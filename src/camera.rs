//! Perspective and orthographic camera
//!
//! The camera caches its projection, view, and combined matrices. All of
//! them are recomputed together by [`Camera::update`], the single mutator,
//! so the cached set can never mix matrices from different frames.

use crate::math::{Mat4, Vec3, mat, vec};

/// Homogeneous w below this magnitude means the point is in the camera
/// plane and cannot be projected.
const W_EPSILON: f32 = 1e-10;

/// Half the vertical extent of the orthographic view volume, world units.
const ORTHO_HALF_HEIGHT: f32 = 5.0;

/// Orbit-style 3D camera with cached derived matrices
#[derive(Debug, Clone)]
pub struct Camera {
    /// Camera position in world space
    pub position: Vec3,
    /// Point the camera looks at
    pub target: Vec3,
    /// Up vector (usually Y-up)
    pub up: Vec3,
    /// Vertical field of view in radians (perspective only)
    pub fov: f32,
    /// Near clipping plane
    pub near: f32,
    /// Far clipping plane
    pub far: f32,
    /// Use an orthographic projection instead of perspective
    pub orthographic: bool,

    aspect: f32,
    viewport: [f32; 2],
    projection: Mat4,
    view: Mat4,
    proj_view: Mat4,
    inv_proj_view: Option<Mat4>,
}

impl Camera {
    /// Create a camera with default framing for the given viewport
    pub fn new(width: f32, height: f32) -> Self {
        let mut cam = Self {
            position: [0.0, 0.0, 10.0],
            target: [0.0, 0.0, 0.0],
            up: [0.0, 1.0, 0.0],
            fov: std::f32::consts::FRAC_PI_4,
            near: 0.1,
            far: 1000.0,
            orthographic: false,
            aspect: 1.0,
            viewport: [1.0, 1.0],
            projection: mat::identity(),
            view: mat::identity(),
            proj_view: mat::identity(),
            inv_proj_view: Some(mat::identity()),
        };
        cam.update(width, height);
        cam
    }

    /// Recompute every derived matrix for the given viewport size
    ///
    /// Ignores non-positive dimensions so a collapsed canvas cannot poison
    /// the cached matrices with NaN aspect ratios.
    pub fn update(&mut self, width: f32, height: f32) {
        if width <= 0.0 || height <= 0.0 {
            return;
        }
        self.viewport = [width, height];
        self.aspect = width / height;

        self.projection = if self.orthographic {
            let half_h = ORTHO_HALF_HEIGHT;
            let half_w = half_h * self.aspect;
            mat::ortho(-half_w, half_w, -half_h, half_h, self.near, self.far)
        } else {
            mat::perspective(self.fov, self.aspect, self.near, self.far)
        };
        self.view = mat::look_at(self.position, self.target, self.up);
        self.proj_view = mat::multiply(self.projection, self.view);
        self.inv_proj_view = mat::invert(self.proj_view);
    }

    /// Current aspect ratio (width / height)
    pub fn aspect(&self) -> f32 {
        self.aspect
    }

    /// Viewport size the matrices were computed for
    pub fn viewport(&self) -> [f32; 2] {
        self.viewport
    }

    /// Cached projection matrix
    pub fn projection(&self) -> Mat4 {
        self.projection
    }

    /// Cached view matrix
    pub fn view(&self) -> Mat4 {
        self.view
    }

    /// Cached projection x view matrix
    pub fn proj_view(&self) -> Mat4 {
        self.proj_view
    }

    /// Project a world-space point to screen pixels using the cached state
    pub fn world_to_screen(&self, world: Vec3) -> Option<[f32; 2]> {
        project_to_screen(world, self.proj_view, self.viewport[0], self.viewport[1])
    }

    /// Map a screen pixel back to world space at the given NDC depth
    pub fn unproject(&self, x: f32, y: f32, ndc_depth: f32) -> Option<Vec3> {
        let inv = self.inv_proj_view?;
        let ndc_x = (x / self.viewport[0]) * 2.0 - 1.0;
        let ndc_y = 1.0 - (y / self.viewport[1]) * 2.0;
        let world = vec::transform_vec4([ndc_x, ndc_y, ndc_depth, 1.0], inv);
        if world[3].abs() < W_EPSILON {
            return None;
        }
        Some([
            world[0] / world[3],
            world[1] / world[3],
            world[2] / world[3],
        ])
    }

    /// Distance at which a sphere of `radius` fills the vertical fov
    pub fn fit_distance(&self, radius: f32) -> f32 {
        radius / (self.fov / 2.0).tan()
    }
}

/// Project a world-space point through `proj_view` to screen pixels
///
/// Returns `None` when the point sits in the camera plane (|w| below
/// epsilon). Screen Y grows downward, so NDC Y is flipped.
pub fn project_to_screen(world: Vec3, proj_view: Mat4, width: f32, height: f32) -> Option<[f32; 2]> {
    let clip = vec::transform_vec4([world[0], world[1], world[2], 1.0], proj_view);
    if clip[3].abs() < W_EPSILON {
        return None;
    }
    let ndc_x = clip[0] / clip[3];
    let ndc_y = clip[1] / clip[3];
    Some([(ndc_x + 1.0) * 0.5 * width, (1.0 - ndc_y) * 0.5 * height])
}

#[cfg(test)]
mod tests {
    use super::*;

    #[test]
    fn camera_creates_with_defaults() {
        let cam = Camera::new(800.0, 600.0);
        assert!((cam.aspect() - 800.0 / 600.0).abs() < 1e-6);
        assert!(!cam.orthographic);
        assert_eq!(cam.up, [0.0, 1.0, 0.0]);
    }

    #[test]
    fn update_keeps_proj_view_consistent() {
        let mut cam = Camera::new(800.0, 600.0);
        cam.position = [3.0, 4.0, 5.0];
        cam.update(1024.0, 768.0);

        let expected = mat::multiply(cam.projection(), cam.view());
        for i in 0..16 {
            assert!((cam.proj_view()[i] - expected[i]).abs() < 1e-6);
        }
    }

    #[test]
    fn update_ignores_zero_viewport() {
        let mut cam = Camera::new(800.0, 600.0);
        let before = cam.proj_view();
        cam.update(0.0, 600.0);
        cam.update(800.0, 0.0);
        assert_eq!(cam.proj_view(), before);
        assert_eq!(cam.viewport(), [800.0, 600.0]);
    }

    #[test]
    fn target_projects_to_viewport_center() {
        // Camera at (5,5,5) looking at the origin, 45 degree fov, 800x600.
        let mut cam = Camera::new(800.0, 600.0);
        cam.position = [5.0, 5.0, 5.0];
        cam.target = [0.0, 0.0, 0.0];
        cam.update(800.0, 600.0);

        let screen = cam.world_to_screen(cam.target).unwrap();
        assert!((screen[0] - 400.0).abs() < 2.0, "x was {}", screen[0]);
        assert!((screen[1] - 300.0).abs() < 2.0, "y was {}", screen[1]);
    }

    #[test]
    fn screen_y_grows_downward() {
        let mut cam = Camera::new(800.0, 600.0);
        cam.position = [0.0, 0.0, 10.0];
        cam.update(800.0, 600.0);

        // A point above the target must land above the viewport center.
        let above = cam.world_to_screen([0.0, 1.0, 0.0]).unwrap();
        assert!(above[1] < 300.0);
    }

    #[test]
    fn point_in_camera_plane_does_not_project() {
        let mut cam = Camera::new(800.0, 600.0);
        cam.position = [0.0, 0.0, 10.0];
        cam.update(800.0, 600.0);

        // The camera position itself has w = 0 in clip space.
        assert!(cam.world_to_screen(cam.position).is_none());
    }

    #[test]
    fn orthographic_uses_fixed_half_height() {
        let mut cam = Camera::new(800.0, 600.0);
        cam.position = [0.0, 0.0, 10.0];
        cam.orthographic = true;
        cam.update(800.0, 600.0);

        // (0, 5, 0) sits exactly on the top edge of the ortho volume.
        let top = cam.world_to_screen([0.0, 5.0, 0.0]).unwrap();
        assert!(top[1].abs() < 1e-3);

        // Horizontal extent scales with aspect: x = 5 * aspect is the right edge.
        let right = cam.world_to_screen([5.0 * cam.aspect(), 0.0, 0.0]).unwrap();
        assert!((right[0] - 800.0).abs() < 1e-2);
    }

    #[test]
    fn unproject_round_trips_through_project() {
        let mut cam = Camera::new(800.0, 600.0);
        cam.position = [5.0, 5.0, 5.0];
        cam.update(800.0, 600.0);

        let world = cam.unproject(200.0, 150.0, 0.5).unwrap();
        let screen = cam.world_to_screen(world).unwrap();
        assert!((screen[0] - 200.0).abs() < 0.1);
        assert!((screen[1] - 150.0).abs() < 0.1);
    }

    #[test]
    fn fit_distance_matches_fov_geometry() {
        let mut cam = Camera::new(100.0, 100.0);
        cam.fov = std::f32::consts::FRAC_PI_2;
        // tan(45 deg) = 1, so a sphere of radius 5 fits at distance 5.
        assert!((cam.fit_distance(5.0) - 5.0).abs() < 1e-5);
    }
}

══════

## Work task
Your output should be the lines from the one with "assert!((screen[1] - 150.0).abs()" through the end of the records above, copied exactly.

## Reply to the task
        assert!((screen[1] - 150.0).abs() < 0.1);
    }

    #[test]
    fn fit_distance_matches_fov_geometry() {
        let mut cam = Camera::new(100.0, 100.0);
        cam.fov = std::f32::consts::FRAC_PI_2;
        // tan(45 deg) = 1, so a sphere of radius 5 fits at distance 5.
        assert!((cam.fit_distance(5.0) - 5.0).abs() < 1e-5);
    }
}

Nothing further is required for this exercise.